Top of Source data

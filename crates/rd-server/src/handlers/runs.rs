use axum::extract::{Path, Query, State};
use axum::Json;
use rd_core::model::RunRecord;
use rd_core::RunId;

use crate::dto::{CreateRunRequest, CreateRunResponse, ListRunsQuery};
use crate::error::ApiResult;
use crate::state::AppState;

pub async fn create_run(State(state): State<AppState>, Json(req): Json<CreateRunRequest>) -> ApiResult<Json<CreateRunResponse>> {
    let record = state.run_manager.create_run(req).await?;
    Ok(Json(CreateRunResponse {
        run_id: record.id,
        status: record.status,
    }))
}

pub async fn list_runs(State(state): State<AppState>, Query(query): Query<ListRunsQuery>) -> ApiResult<Json<Vec<RunRecord>>> {
    let runs = state.run_manager.list_runs(query.cwd, query.all).await?;
    Ok(Json(runs))
}

pub async fn get_run(State(state): State<AppState>, Path(run_id): Path<RunId>) -> ApiResult<Json<RunRecord>> {
    let record = state.run_manager.get_run(run_id).await?;
    Ok(Json(record))
}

Bottom of Source data

» What to produce
Count the lines in the preceding entries that contain the string "ApiResult", and state only the resulting number.

» Exercise result
4